Para todo aquel viajero que haya visitado la ciudad de Viena, las primeras imágenes de Introduzione all’oscuro, cuarto largometraje del argentino Gastón Solnicki, tendrán un aire familiar, de cercanía emocional. Si el visitante es además cinéfilo, las siluetas en movimiento de los juegos del Prater –el célebre parque de atracciones vienés, con su aún más famosa noria, inmortalizada en el clímax de El tercer hombre– conjugarán en la memoria el persistente recuerdo de imágenes ajenas, reconvertidas por el embrujo de la pantalla de cine en pertenencias íntimas. El de Solnicki es un objeto audiovisual que recorre los laberintos de una ciudad que, por momentos, parece detenida en el tiempo. Unas calles y unos edificios indisolublemente ligados, para el director de Kékszakállú y Süden, a la presencia de un único ser humano. Y de un ser humano único. Hans Hurch era un “extravagante” (Solnicki dixit), un hombre que solía usar su único traje negro hasta que ya no era aceptado en la tintorería y que, con la impronta de una personalidad fuerte, dirigió durante dos décadas el Festival de Cine de Viena, la Viennale, transformándolo en uno de los más exquisitos, exigentes y estimulantes del mundo.

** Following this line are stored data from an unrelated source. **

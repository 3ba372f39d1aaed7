//! Port traits (interfaces for adapters).
//!
//! These are the contracts that adapters must implement.
//! The gateway core depends on these traits, not concrete implementations.

mod transport;

pub use transport::{Transport, TransportError};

Viena y el cine –es decir, Viena y Hurch– son los “temas” de Introduzione..., largometraje que, a mitad de camino entre el diario íntimo, el ensayo cinematográfico y el registro documental de seres, objetos y sonidos, nació como una particular forma de homenaje luego de la inesperada muerte del programador, hace un año y medio. No es necesario haber conocido al austríaco, visitante asiduo del Bafici, para acercarse a la semblanza de Solnicki: de manera sensible e inteligente, la película abraza una universalidad que se desprende de las señas particulares de su propia forma. El realizador recorre bares, museos y locales comerciales en escenas ligeramente construidas con los elementos propios de la ficción. Como si se tratara de un detective en busca de las pistas fantasmales de una ausencia, intenta hallar el bolígrafo cuyo trazo y color más se asemeje al utilizado por Hurch (la escritura manual era una de sus marcas de estilo) y, más tarde, visita el café Engländer, uno de los lugares favoritos de H.H. en Viena, donde un espresso triple lleva su nombre. Las imágenes, prístinas y cuidadosamente encuadradas, fueron registradas por el director de fotografía portugués Rui Poças (el mismo de Zama y El ornitólogo), aliado ideal de Solnicki en la búsqueda de un estilo objetivo –por momentos, clínico– y al mismo tiempo cargado de emotividad.
Son escasas las imágenes de Hans Hurch que aparecen en la película, pero su voz recorre los 70 minutos de proyección como si se tratara de un sonido rector, un diapasón. Se trata de una grabación que registra la “devolución” que el entonces director de la Viennale le hizo a Solnicki a propósito de Papirosen, su segundo largometraje. “Very nice. Half nice. Very half nice”, afirma en off en un inglés con fuerte acento alemán, refiriéndose seguramente a la duración y/o contenido de una serie de planos. Esa relación semiprofesional, con algo de maestro–alumno, devino con los años en férrea amistad, en parte epistolar: Introduzione... incluye una serie de postales enviadas por Hans desde diversos lugares del mundo. En paralelo a esas palabras registradas en confianza, la película presenta un ensayo de la obra musical de Salvatore Sciarrino que le presta su nombre al título; la música contemporánea, incluidos sus caminos más vanguardistas, era una de las cuestiones que unía a los amigos en vida. Los recuerdos físicos, la música y el cine –esa forma colectiva de la remembranza– los sigue uniendo después de la muerte.
Ciudad de museos y de artistas famosos, los señoriales epitafios de Beethoven y Brahms comparten el mismo suelo que la sobria tumba de Hurch en el Cementerio Central de Viena. A pesar de su tono inevitablemente elegíaco, la película se permite un ligero sentido del humor, que incluso hace gala de cierta negrura. A una serie de imágenes caseras de una fiesta no incluidas en Papirosen le sigue el plano fijo de una muñeca de cera de tamaño natural, recostada y encerrada en una caja de cristal, montaje de choque que posibilita múltiples y ambiguos sentidos. Cerca del final, Solnicki presenta Un ladrón en la alcoba, de Ernst Lubitsch, en el Gartenbaukino, uno de los cines más bellos de la ciudad. El alemán era uno de los directores favoritos del homenajeado, que en los años ochenta supo asistir a la exigente dupla de realizadores Straub-Huillet. Nueva demostración empírica de la ridícula separación entre arte alto y bajo, como lo era en gran medida la programación de la Viennale bajo la mirada atenta de Hans.